According to Molly White, software engineer in charge of the Web3 is Going Great project, 44 Internet users fell into the trap. The creators of the Bored Ape Yacht Club collection ask aggrieved users to contact them:
“If you have been affected by the hack or have information that could be useful, contact ighack@yugalabs.io. You need to contact us first, we will not initiate the contact”.
The hacker exploited a Web2 security hole
Once Yuga Labs became aware of the hack, action was taken. The startup quickly alerted its community, removed the links relaying to the Instagram account and did everything in its power to regain control of the account. The Bored Ape creators claim that two-factor authentication was enabled on the account:
“At the time of the hack, two-factor authentication was enabled […]. We have regained control of the account and are investigating how the hacker gained access.
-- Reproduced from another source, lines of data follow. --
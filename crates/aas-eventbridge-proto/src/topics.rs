//! MQTT topic scheme for model mutation events.
//!
//! Topic structure:
//!
//! ```text
//! aas-repository/{repo}/shells/created
//! aas-repository/{repo}/shells/{sid}/submodels/created
//! aas-repository/{repo}/shells/{sid}/submodels/deleted
//! aas-repository/{repo}/shells/{sid}/submodels/{smid}/submodelElements/{path}/created
//! .../submodelElements/{path}/updated
//! .../submodelElements/{path}/deleted
//! .../submodelElements/{path}/value
//! ```
//!
//! `{sid}` and `{smid}` are base64url encoded, `{path}` is the normalized
//! idShortPath. Topics are a pure function of the identifiers and the kind,
//! so subscribers can register patterns before any event occurs.

use crate::encoding::{decode_id_base64url, encode_id_base64url};
use aas_eventbridge_core::{normalize_path, EntityIds, EventKind};
use serde::{Deserialize, Serialize};

/// Root segment of every topic.
pub const TOPIC_ROOT: &str = "aas-repository";

/// Repository used when an event carries no repository id.
pub const DEFAULT_REPOSITORY: &str = "aas-repo";

/// Kind of a published topic.
#[derive(Debug, Clone, Copy, PartialEq, Eq, Hash, Serialize, Deserialize)]
pub enum TopicKind {
    /// A shell was announced
    ShellCreated,
    /// A submodel was added to a shell
    SubmodelCreated,
    /// A submodel was removed from a shell
    SubmodelDeleted,
    /// An element was created
    ElementCreated,
    /// An element was replaced
    ElementUpdated,
    /// An element was deleted
    ElementDeleted,
    /// The value of an element changed
    ElementValue,
}

impl TopicKind {
    fn element_suffix(self) -> Option<&'static str> {
        match self {
            Self::ElementCreated => Some("created"),
            Self::ElementUpdated => Some("updated"),
            Self::ElementDeleted => Some("deleted"),
            Self::ElementValue => Some("value"),
            Self::ShellCreated | Self::SubmodelCreated | Self::SubmodelDeleted => None,
        }
    }

    fn from_element_suffix(suffix: &str) -> Option<Self> {
        match suffix {
            "created" => Some(Self::ElementCreated),
            "updated" => Some(Self::ElementUpdated),
            "deleted" => Some(Self::ElementDeleted),
            "value" => Some(Self::ElementValue),
            _ => None,
        }
    }
}

impl From<EventKind> for TopicKind {
    fn from(kind: EventKind) -> Self {
        match kind {
            EventKind::SubmodelAdded => Self::SubmodelCreated,
            EventKind::SubmodelRemoved => Self::SubmodelDeleted,
            EventKind::ElementAdded => Self::ElementCreated,
            EventKind::ElementRemoved => Self::ElementDeleted,
            EventKind::ElementUpdated => Self::ElementUpdated,
            EventKind::ElementValueChanged => Self::ElementValue,
        }
    }
}

/// Components recovered from a topic.
#[derive(Debug, Clone, PartialEq, Eq)]
pub struct ParsedTopic {
    /// Kind of event the topic carries
    pub kind: TopicKind,
    /// Repository segment
    pub repo_id: String,
    /// Decoded shell id (absent for shell announcements)
    pub shell_id: Option<String>,
    /// Decoded submodel id (element topics only)
    pub submodel_id: Option<String>,
    /// Element path (element topics only)
    pub path: Option<String>,
}

/// Topic scheme configuration.
#[derive(Debug, Clone, PartialEq, Eq, Serialize, Deserialize)]
pub struct TopicScheme {
    /// Repository segment used when an event carries none
    pub default_repo: String,
}

impl Default for TopicScheme {
    fn default() -> Self {
        Self {
            default_repo: DEFAULT_REPOSITORY.to_string(),
        }
    }
}

impl TopicScheme {
    /// Create a scheme with the given default repository.
    #[must_use]
    pub fn new(default_repo: impl Into<String>) -> Self {
        Self {
            default_repo: default_repo.into(),
        }
    }

    fn repo<'a>(&'a self, repo_id: Option<&'a str>) -> &'a str {
        repo_id.unwrap_or(&self.default_repo)
    }

    fn shell_base(&self, shell_id: &str, repo_id: Option<&str>) -> String {
        format!(
            "{TOPIC_ROOT}/{}/shells/{}",
            self.repo(repo_id),
            encode_id_base64url(shell_id)
        )
    }

    /// Topic announcing a shell.
    #[must_use]
    pub fn shell_created(&self, repo_id: Option<&str>) -> String {
        format!("{TOPIC_ROOT}/{}/shells/created", self.repo(repo_id))
    }

    /// Topic for a submodel added to a shell.
    #[must_use]
    pub fn submodel_created(&self, shell_id: &str, repo_id: Option<&str>) -> String {
        format!("{}/submodels/created", self.shell_base(shell_id, repo_id))
    }

    /// Topic for a submodel removed from a shell.
    #[must_use]
    pub fn submodel_deleted(&self, shell_id: &str, repo_id: Option<&str>) -> String {
        format!("{}/submodels/deleted", self.shell_base(shell_id, repo_id))
    }

    fn element(&self, ids: &EntityIds, path: &str, suffix: &str) -> String {
        format!(
            "{}/submodels/{}/submodelElements/{}/{suffix}",
            self.shell_base(&ids.shell_id, ids.repo_id.as_deref()),
            encode_id_base64url(&ids.submodel_id),
            normalize_path(path),
        )
    }

    /// Topic for an element event of the given kind.
    ///
    /// Submodel kinds ignore `path`; the shell announcement ignores the ids
    /// apart from the repository.
    #[must_use]
    pub fn topic(&self, kind: TopicKind, ids: &EntityIds, path: &str) -> String {
        let repo_id = ids.repo_id.as_deref();
        match kind {
            TopicKind::ShellCreated => self.shell_created(repo_id),
            TopicKind::SubmodelCreated => self.submodel_created(&ids.shell_id, repo_id),
            TopicKind::SubmodelDeleted => self.submodel_deleted(&ids.shell_id, repo_id),
            TopicKind::ElementCreated
            | TopicKind::ElementUpdated
            | TopicKind::ElementDeleted
            | TopicKind::ElementValue => {
                let suffix = kind.element_suffix().unwrap_or_default();
                self.element(ids, path, suffix)
            }
        }
    }

    /// Topic for a mutation event.
    ///
    /// Total over all kinds: a missing path maps to the empty path.
    #[must_use]
    pub fn for_event(&self, kind: EventKind, ids: &EntityIds, path: Option<&str>) -> String {
        self.topic(kind.into(), ids, path.unwrap_or_default())
    }

    /// Wildcard subscription for every event below one shell.
    #[must_use]
    pub fn shell_wildcard(&self, shell_id: &str, repo_id: Option<&str>) -> String {
        format!("{}/#", self.shell_base(shell_id, repo_id))
    }

    /// Wildcard subscription for every event in a repository.
    #[must_use]
    pub fn repository_wildcard(&self, repo_id: Option<&str>) -> String {
        format!("{TOPIC_ROOT}/{}/#", self.repo(repo_id))
    }

    /// Parse a topic back into its kind and identifiers.
    ///
    /// Returns `None` for topics outside the scheme.
    #[must_use]
    pub fn parse(&self, topic: &str) -> Option<ParsedTopic> {
        let parts: Vec<&str> = topic.split('/').collect();
        if parts.len() < 4 || parts[0] != TOPIC_ROOT || parts[2] != "shells" {
            return None;
        }
        let repo_id = parts[1].to_string();

        if parts.len() == 4 {
            return (parts[3] == "created").then(|| ParsedTopic {
                kind: TopicKind::ShellCreated,
                repo_id,
                shell_id: None,
                submodel_id: None,
                path: None,
            });
        }

        if parts[4] != "submodels" {
            return None;
        }
        let shell_id = decode_id_base64url(parts[3]).ok()?;

        if parts.len() == 6 {
            let kind = match parts[5] {
                "created" => TopicKind::SubmodelCreated,
                "deleted" => TopicKind::SubmodelDeleted,
                _ => return None,
            };
            return Some(ParsedTopic {
                kind,
                repo_id,
                shell_id: Some(shell_id),
                submodel_id: None,
                path: None,
            });
        }

        // shells/{sid}/submodels/{smid}/submodelElements/{path...}/{suffix}
        if parts.len() < 9 || parts[6] != "submodelElements" {
            return None;
        }
        let submodel_id = decode_id_base64url(parts[5]).ok()?;
        let last = parts.len() - 1;
        let kind = TopicKind::from_element_suffix(parts[last])?;

        Some(ParsedTopic {
            kind,
            repo_id,
            shell_id: Some(shell_id),
            submodel_id: Some(submodel_id),
            path: Some(parts[7..last].join("/")),
        })
    }
}

#[cfg(test)]
mod tests {
    use super::*;
    use proptest::prelude::*;
    use std::collections::HashSet;

    fn ids() -> EntityIds {
        EntityIds::new("S1", "SM1").in_repo("repo1")
    }

    #[test]
    fn topic_generation() {
        let scheme = TopicScheme::default();
        let sid = encode_id_base64url("S1");
        let smid = encode_id_base64url("SM1");

        assert_eq!(
            scheme.shell_created(Some("repo1")),
            "aas-repository/repo1/shells/created"
        );
        assert_eq!(
            scheme.submodel_created("S1", Some("repo1")),
            format!("aas-repository/repo1/shells/{sid}/submodels/created")
        );
        assert_eq!(
            scheme.for_event(EventKind::ElementUpdated, &ids(), Some("/temperature/")),
            format!(
                "aas-repository/repo1/shells/{sid}/submodels/{smid}/submodelElements/temperature/updated"
            )
        );
    }

    #[test]
    fn default_repository_applies_without_repo_id() {
        let scheme = TopicScheme::new("plant-a");
        let topic = scheme.for_event(EventKind::SubmodelRemoved, &EntityIds::new("S1", "SM1"), None);
        assert!(topic.starts_with("aas-repository/plant-a/shells/"));
        assert!(topic.ends_with("/submodels/deleted"));
    }

    #[test]
    fn identifiers_with_slashes_stay_in_one_segment() {
        let scheme = TopicScheme::default();
        let ids = EntityIds::new("https://example.org/aas/1", "https://example.org/sm/1");
        let topic = scheme.for_event(EventKind::ElementValueChanged, &ids, Some("a/b"));

        let parsed = scheme.parse(&topic).unwrap();
        assert_eq!(parsed.kind, TopicKind::ElementValue);
        assert_eq!(parsed.shell_id.as_deref(), Some("https://example.org/aas/1"));
        assert_eq!(parsed.submodel_id.as_deref(), Some("https://example.org/sm/1"));
        assert_eq!(parsed.path.as_deref(), Some("a/b"));
    }

    #[test]
    fn all_kinds_are_disjoint() {
        let scheme = TopicScheme::default();
        let topics: HashSet<String> = EventKind::ALL
            .iter()
            .map(|kind| scheme.for_event(*kind, &ids(), Some("x")))
            .chain(std::iter::once(scheme.shell_created(Some("repo1"))))
            .collect();
        assert_eq!(topics.len(), EventKind::ALL.len() + 1);
    }

    #[test]
    fn parse_rejects_foreign_topics() {
        let scheme = TopicScheme::default();
        assert!(scheme.parse("sm-repository/repo/submodels/abc").is_none());
        assert!(scheme.parse("aas-repository/repo/shells/updated").is_none());
        assert!(scheme.parse("aas-repository/repo/shells/UzE/submodels/patched").is_none());
    }

    #[test]
    fn wildcard_topics() {
        let scheme = TopicScheme::default();
        let sid = encode_id_base64url("S1");
        assert_eq!(
            scheme.shell_wildcard("S1", None),
            format!("aas-repository/aas-repo/shells/{sid}/#")
        );
        assert_eq!(scheme.repository_wildcard(Some("r")), "aas-repository/r/#");
    }

    proptest! {
        #[test]
        fn topics_are_deterministic_and_parse_back(
            shell in "[ -~]{1,32}",
            submodel in "[ -~]{1,32}",
            repo in "[a-z0-9-]{1,12}",
            path in "[A-Za-z0-9_.]{1,8}(/[A-Za-z0-9_.]{1,8}){0,3}",
        ) {
            let scheme = TopicScheme::default();
            let ids = EntityIds::new(shell.clone(), submodel.clone()).in_repo(repo.clone());

            let mut seen = HashSet::new();
            for kind in EventKind::ALL {
                let topic = scheme.for_event(kind, &ids, Some(&path));
                prop_assert_eq!(&topic, &scheme.for_event(kind, &ids, Some(&path)));

                let parsed = scheme.parse(&topic).unwrap();
                prop_assert_eq!(parsed.kind, TopicKind::from(kind));
                prop_assert_eq!(&parsed.repo_id, &repo);
                prop_assert_eq!(parsed.shell_id.as_deref(), Some(shell.as_str()));
                if kind.is_element_scoped() {
                    prop_assert_eq!(parsed.submodel_id.as_deref(), Some(submodel.as_str()));
                    prop_assert_eq!(parsed.path.as_deref(), Some(path.as_str()));
                }
                prop_assert!(seen.insert(topic));
            }
        }
    }
}
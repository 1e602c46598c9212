//! Inbound delivery callbacks.
//!
//! Callbacks run on the connection's delivery task, concurrently with
//! publishes issued from other threads.

use aas_eventbridge_proto::I40Message;
use serde::de::DeserializeOwned;
use std::marker::PhantomData;

/// Receiver of broker-side events.
///
/// Every method has a default that only logs, so implementors override
/// what they need.
pub trait MessageHandler: Send + Sync {
    /// A message arrived on a subscribed topic.
    fn message_arrived(&self, topic: &str, payload: &[u8]) {
        tracing::debug!(topic, payload_len = payload.len(), "Received MQTT message");
    }

    /// The broker acknowledged an at-least-once publish.
    fn delivery_complete(&self, packet_id: u16) {
        tracing::debug!(packet_id, "Successfully delivered message");
    }

    /// The session dropped. No reconnection is attempted.
    fn connection_lost(&self, broker: &str, cause: &str) {
        tracing::error!(broker, cause, "MQTT lost connection");
    }
}

/// Handler that only logs.
#[derive(Debug, Default, Clone, Copy)]
pub struct LoggingHandler;

impl MessageHandler for LoggingHandler {}

/// Decodes inbound payloads as I4.0 messages and hands valid ones to a callback.
///
/// Payloads that do not decode, or whose frame is invalid, are logged and dropped.
pub struct I40MessageHandler<T, F> {
    callback: F,
    _marker: PhantomData<fn() -> T>,
}

impl<T, F> I40MessageHandler<T, F>
where
    T: DeserializeOwned,
    F: Fn(&str, I40Message<T>) + Send + Sync,
{
    /// Wrap a callback receiving the topic and the decoded message.
    #[must_use]
    pub fn new(callback: F) -> Self {
        Self {
            callback,
            _marker: PhantomData,
        }
    }
}

impl<T, F> MessageHandler for I40MessageHandler<T, F>
where
    T: DeserializeOwned,
    F: Fn(&str, I40Message<T>) + Send + Sync,
{
    fn message_arrived(&self, topic: &str, payload: &[u8]) {
        match I40Message::<T>::from_json(payload) {
            Ok(message) => {
                tracing::debug!(
                    topic,
                    conversation_id = %message.frame.conversation_id,
                    message_type = %message.frame.message_type,
                    "Received I4.0 message"
                );
                (self.callback)(topic, message);
            }
            Err(err) => {
                tracing::warn!(error = %err, topic, payload_len = payload.len(), "Unable to parse I4.0 message");
            }
        }
    }
}
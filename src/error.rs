//! Error types for each stage of a run.

use std::path::PathBuf;
use std::time::Duration;

/// Failures while acquiring the browser or loading the listing page.
#[derive(Debug, thiserror::Error)]
pub enum FetchError {
    #[error("Failed to launch browser: {0}")]
    Launch(String),
    #[error("Navigation to {url} failed: {message}")]
    Navigation { url: String, message: String },
    #[error("Navigation to {url} timed out after {}s", .timeout.as_secs())]
    Timeout { url: String, timeout: Duration },
    #[error("Failed to read rendered page: {0}")]
    Evaluation(String),
}

/// Failures while serializing or writing the feed.
#[derive(Debug, thiserror::Error)]
pub enum FeedError {
    #[error("Failed to encode feed XML: {0}")]
    Encode(String),
    #[error("Failed to write feed to {}: {source}", .path.display())]
    Write {
        path: PathBuf,
        #[source]
        source: std::io::Error,
    },
}

/// Anything that aborts a run. Every variant maps to a nonzero exit.
#[derive(Debug, thiserror::Error)]
pub enum RunError {
    #[error(transparent)]
    Fetch(#[from] FetchError),
    #[error("No articles found on {url}")]
    NoArticles { url: String },
    #[error(transparent)]
    Feed(#[from] FeedError),
}

#[cfg(test)]
mod tests {
    use super::*;

    #[test]
    fn test_timeout_message() {
        let e = FetchError::Timeout {
            url: "https://example.com/".to_string(),
            timeout: Duration::from_secs(30),
        };
        assert_eq!(
            e.to_string(),
            "Navigation to https://example.com/ timed out after 30s"
        );
    }

    #[test]
    fn test_run_error_is_transparent() {
        let e: RunError = FetchError::Launch("driver missing".to_string()).into();
        assert_eq!(e.to_string(), "Failed to launch browser: driver missing");
    }

    #[test]
    fn test_write_error_names_path() {
        let e = FeedError::Write {
            path: PathBuf::from("out/feed.xml"),
            source: std::io::Error::new(std::io::ErrorKind::PermissionDenied, "denied"),
        };
        assert_eq!(e.to_string(), "Failed to write feed to out/feed.xml: denied");
    }
}
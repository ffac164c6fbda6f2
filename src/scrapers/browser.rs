//! Headless browser page source.
//!
//! Each call to [`BrowserPageSource::load`] starts a Playwright driver,
//! launches headless Chromium, renders one page, and closes the browser again
//! whether or not rendering succeeded.

use crate::error::FetchError;
use crate::scrapers::PageSource;
use pw::{GotoOptions, LaunchOptions, Playwright, WaitUntil};
use std::time::Duration;
use tracing::{debug, info, instrument, warn};

/// Expression evaluated in the page to capture the rendered DOM.
const OUTER_HTML: &str = "document.documentElement.outerHTML";

/// Loads pages in a fresh headless Chromium per call.
#[derive(Debug, Clone)]
pub struct BrowserPageSource {
    navigation_timeout: Duration,
}

impl BrowserPageSource {
    pub fn new(navigation_timeout: Duration) -> Self {
        Self { navigation_timeout }
    }
}

impl PageSource for BrowserPageSource {
    #[instrument(level = "info", skip(self))]
    async fn load(&self, url: &str) -> Result<String, FetchError> {
        let session = BrowserSession::launch().await?;
        render_scoped(session, url, self.navigation_timeout).await
    }
}

/// An open browser page that can be rendered once and then released.
trait RenderSession {
    /// Navigate and capture the DOM. Navigation is bounded by `timeout`.
    async fn render(&self, url: &str, timeout: Duration) -> Result<String, FetchError>;

    /// Close failures are logged only; the run outcome is already decided.
    async fn close(self);
}

/// Render `url` in `session`, then close the session on every outcome.
async fn render_scoped<S: RenderSession>(
    session: S,
    url: &str,
    timeout: Duration,
) -> Result<String, FetchError> {
    let rendered = session.render(url, timeout).await;
    session.close().await;
    rendered
}

/// One driver, browser, context, and page, owned together.
struct BrowserSession {
    _playwright: Playwright,
    browser: pw::protocol::Browser,
    page: pw::protocol::Page,
}

impl BrowserSession {
    async fn launch() -> Result<Self, FetchError> {
        debug!("starting Playwright...");
        let playwright = Playwright::launch()
            .await
            .map_err(|e| FetchError::Launch(e.to_string()))?;

        let launch_options = LaunchOptions {
            headless: Some(true),
            ..Default::default()
        };
        let browser = playwright
            .chromium()
            .launch_with_options(launch_options)
            .await
            .map_err(|e| FetchError::Launch(e.to_string()))?;
        info!(version = %browser.version(), "Launched headless Chromium");

        let page = match open_page(&browser).await {
            Ok(page) => page,
            Err(e) => {
                if let Err(close_err) = browser.close().await {
                    warn!(error = %close_err, "Failed to close browser after page setup failed");
                }
                return Err(e);
            }
        };

        Ok(Self {
            _playwright: playwright,
            browser,
            page,
        })
    }
}

impl RenderSession for BrowserSession {
    async fn render(&self, url: &str, timeout: Duration) -> Result<String, FetchError> {
        let goto_opts = GotoOptions {
            wait_until: Some(WaitUntil::DomContentLoaded),
            ..Default::default()
        };

        match tokio::time::timeout(timeout, self.page.goto(url, Some(goto_opts))).await {
            Err(_) => {
                return Err(FetchError::Timeout {
                    url: url.to_string(),
                    timeout,
                });
            }
            Ok(Err(e)) => {
                return Err(FetchError::Navigation {
                    url: url.to_string(),
                    message: e.to_string(),
                });
            }
            Ok(Ok(_)) => info!(%url, "Page loaded"),
        }

        let html = self
            .page
            .evaluate_value(OUTER_HTML)
            .await
            .map_err(|e| FetchError::Evaluation(e.to_string()))?;
        debug!(bytes = html.len(), "Captured rendered DOM");
        Ok(html)
    }

    async fn close(self) {
        match self.browser.close().await {
            Ok(()) => debug!("Browser closed"),
            Err(e) => warn!(error = %e, "Failed to close browser"),
        }
    }
}

async fn open_page(browser: &pw::protocol::Browser) -> Result<pw::protocol::Page, FetchError> {
    let context = browser
        .new_context()
        .await
        .map_err(|e| FetchError::Launch(e.to_string()))?;
    context
        .new_page()
        .await
        .map_err(|e| FetchError::Launch(e.to_string()))
}

#[cfg(test)]
mod tests {
    use super::*;
    use std::sync::Arc;
    use std::sync::atomic::{AtomicBool, Ordering};

    /// Stands in for a browser page and records whether it was closed.
    struct RecordingSession {
        outcome: Result<String, FetchError>,
        closed: Arc<AtomicBool>,
    }

    impl RecordingSession {
        fn new(outcome: Result<String, FetchError>) -> (Self, Arc<AtomicBool>) {
            let closed = Arc::new(AtomicBool::new(false));
            let session = Self {
                outcome,
                closed: Arc::clone(&closed),
            };
            (session, closed)
        }
    }

    impl RenderSession for RecordingSession {
        async fn render(&self, url: &str, timeout: Duration) -> Result<String, FetchError> {
            match &self.outcome {
                Ok(html) => Ok(html.clone()),
                Err(FetchError::Timeout { .. }) => Err(FetchError::Timeout {
                    url: url.to_string(),
                    timeout,
                }),
                Err(e) => Err(FetchError::Evaluation(e.to_string())),
            }
        }

        async fn close(self) {
            self.closed.store(true, Ordering::SeqCst);
        }
    }

    #[tokio::test]
    async fn test_render_scoped_closes_after_success() {
        let (session, closed) = RecordingSession::new(Ok("<html></html>".to_string()));

        let html = render_scoped(session, "https://example.com/", Duration::from_secs(1))
            .await
            .unwrap();
        assert_eq!(html, "<html></html>");
        assert!(closed.load(Ordering::SeqCst));
    }

    #[tokio::test]
    async fn test_render_scoped_closes_after_timeout() {
        let (session, closed) = RecordingSession::new(Err(FetchError::Timeout {
            url: String::new(),
            timeout: Duration::ZERO,
        }));

        let err = render_scoped(session, "https://example.com/", Duration::from_secs(30))
            .await
            .unwrap_err();
        match err {
            FetchError::Timeout { url, timeout } => {
                assert_eq!(url, "https://example.com/");
                assert_eq!(timeout, Duration::from_secs(30));
            }
            other => panic!("expected timeout, got {other:?}"),
        }
        assert!(closed.load(Ordering::SeqCst));
    }

    #[tokio::test]
    async fn test_render_scoped_closes_after_evaluation_failure() {
        let (session, closed) =
            RecordingSession::new(Err(FetchError::Evaluation("target closed".to_string())));

        let err = render_scoped(session, "https://example.com/", Duration::from_secs(1))
            .await
            .unwrap_err();
        assert!(matches!(err, FetchError::Evaluation(_)));
        assert!(closed.load(Ordering::SeqCst));
    }

    #[tokio::test]
    #[ignore = "requires a Playwright driver and network access"]
    async fn test_load_live_listing_page() {
        let source = BrowserPageSource::new(crate::config::NAVIGATION_TIMEOUT);
        let html = source
            .load(crate::config::TARGET_URL)
            .await
            .expect("Failed to render listing page");
        assert!(html.contains("<html"));
    }

    #[tokio::test]
    #[ignore = "requires a Playwright driver"]
    async fn test_unreachable_host_is_navigation_error() {
        let source = BrowserPageSource::new(Duration::from_secs(10));
        let err = source.load("https://nonexistent.invalid/").await.unwrap_err();
        assert!(matches!(
            err,
            FetchError::Navigation { .. } | FetchError::Timeout { .. }
        ));
    }
}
According to Paul Walsh, computer security expert and CEO of cybersecurity firm MetaCert, the hacker relied on “a reverse proxy phishing attack.” In a post on Medium, the expert explains that this type of attack allows both the credentials, such as name and password, and the authentication code sent by Instagram via email or SMS. He states:
“I suspect that this is what happened to a member of the Bored Ape Yacht Club team. This attack is impossible to prevent because traditional network, cloud and endpoint security relies on the impossible task of detecting millions of new malicious URLs created by criminals every month.”
De facto, the hacker exploited a security hole in the Web2 infrastructure to take over Web3 digital assets. Blockchain and NFT technology are not responsible for the theft of digital assets. In this case, the breach has nothing to do with Web3.
It is not uncommon for Web2 services to put Web3 users at risk. At the beginning of April, the Discord server of the Bored Ape Yacht Club was hacked. The attacker deployed a phishing link before Yuga Labs took over the server. Only one NFT was stolen in the operation.